Il est temps aussi d’élaborer une stratégie pour la rationalisation de l’énergie et l’augmentation progressive de ses tarifs. De ce fait, il sera nécessaire de redéfinir la politique sociale et le soutien d l’Etat aux classes vulnérables.
C’est d’ailleurs ce que recommande les économistes C’est une pédagogie de tous les jours qui amènera le citoyen à être économe sobre et à /consommer algérien/.

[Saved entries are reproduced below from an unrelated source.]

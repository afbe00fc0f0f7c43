//! Sign-in form controller.
//!
//! Validation only runs on submit. Editing a field clears the error shown for
//! that field but never re-validates it.

use std::any::Any;

use bookshelf_states::{State, StateCtx, assign_impl};
use log::{info, warn};

use crate::{
    CredentialPayload, FieldKey, LoginDispatch, SubmissionState, ValidationError,
    ValidationResult, send_login_request, validate_credentials,
};

#[derive(Debug, Default, Clone, Copy, PartialEq, Eq)]
pub enum FormPhase {
    #[default]
    Pristine,
    Editing,
    Validating,
    ValidFailed,
    ValidPassed,
}

#[derive(Debug, Clone, PartialEq, Eq)]
pub enum SubmitOutcome {
    /// The payload passed validation and was handed to the submit callback.
    Forwarded,
    Invalid(ValidationResult),
    /// A submission is already in flight; nothing was validated or sent.
    Busy,
}

#[derive(Debug, Default, Clone)]
pub struct LoginForm {
    /// Current field values.
    pub payload: CredentialPayload,
    /// Where the form is in its edit/validate cycle.
    pub phase: FormPhase,
    /// Inline errors from the last submit, minus fields edited since.
    pub errors: ValidationResult,
}

impl LoginForm {
    pub fn set_field(&mut self, key: FieldKey, value: impl Into<String>) {
        self.payload.set(key, value);
        self.errors.clear(key);
        self.phase = FormPhase::Editing;
    }

    /// Validates the current payload and forwards it to `on_valid` when clean.
    ///
    /// `on_valid` runs at most once and never sees an invalid payload.
    pub fn submit<F>(&mut self, on_valid: F) -> SubmitOutcome
    where
        F: FnOnce(CredentialPayload),
    {
        self.phase = FormPhase::Validating;
        let result = validate_credentials(&self.payload);

        if !result.is_valid() {
            self.phase = FormPhase::ValidFailed;
            self.errors = result.clone();
            return SubmitOutcome::Invalid(result);
        }

        self.phase = FormPhase::ValidPassed;
        self.errors = result;
        on_valid(self.payload.clone());
        self.phase = FormPhase::Editing;
        SubmitOutcome::Forwarded
    }

    pub fn field_error(&self, key: FieldKey) -> Option<&ValidationError> {
        self.errors.error(key)
    }

    pub fn reset(&mut self) {
        *self = Self::default();
    }
}

impl State for LoginForm {
    fn as_any(&self) -> &dyn Any {
        self
    }

    fn as_any_mut(&mut self) -> &mut dyn Any {
        self
    }

    fn assign_box(&mut self, new_self: Box<dyn Any + Send>) {
        assign_impl(self, new_self);
    }
}

/// Submit handler wired to the sign-in button and the Enter key.
pub fn submit_login_form(ctx: &mut StateCtx) -> SubmitOutcome {
    if ctx.cached::<SubmissionState>().is_some_and(|s| s.loading) {
        warn!("submit_login_form: submission in flight, ignoring");
        return SubmitOutcome::Busy;
    }

    let mut forwarded = None;
    let outcome = ctx
        .state_mut::<LoginForm>()
        .submit(|payload| forwarded = Some(payload));

    if let Some(payload) = forwarded {
        info!("submit_login_form: credentials valid, sending");
        if send_login_request(ctx, payload) == LoginDispatch::Ignored {
            return SubmitOutcome::Busy;
        }
    }

    outcome
}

On identifie à tort le Sahara au désert. Le Sahara est un écosystème unique il y a une vie, il y a une flore, il y a des habitants qui sont là depuis la nuit des temps ;* La plus grande richesse au Sahara c’est l’eau, source de vie. Songez que nous sommes à la latitude de la Californie qui est un véritable jardin ou mieux encore, plus près de nous, de Marrakech, autre jardin, et il ne tient qu’à nous d’en faire de même.*Le développement du Sud est le véritable challenge à lever en mobilisant toutes les énergies,

Le gaz de schiste aura toute sa place dans le cadre d’une stratégie énergétique basée avant tout sur la sobriété énergétique. Il ne peut y avoir d’exploitation tant que nous ne serons prêts scientifiquement et technologiquement prêts et tant qu’il y a un risque aussi mineur soit il sur le danger d’une pollution que serait une deuxième mort plus dangereuse que celle des explosions atomiques et que les expérimentations sur les armes chimiques que notre Sahara a enduré

Dans cette transition il nous faut un plan Marshall pour les énergies vertes, pour la mise en place d’un développement durable qui doit concerner tout le monde La mise en valeur de l’Algérie du Sud notamment dans le domaine agricole et touristique permettrait outre la création de richesses, le brassage nécessaire au vivre ensemble qui doit être plus que jamais notre credo

Professeur émérite Chems Eddine Chitour
Ecole Polytechnique Alger

Chems Eddine Chitour est professeur de thermodynamique à l’École nationale polytechnique d’Alger, titulaire d’ingeniorat en génie chimique de la même école et d’un doctorat es-Sciences de l’Université Jean Monnet de Saint-Étienne (France).
Auteur d’une centaine de publications et de communications scientifiques et de plusieurs ouvrages sur l’énergie et les enjeux géostratégiques, il a aussi écrit plusieurs essais sur l’histoire de l’Algérie, l’éducation et la culture, la mondialisation, les défis de l’Islam et l’émigration.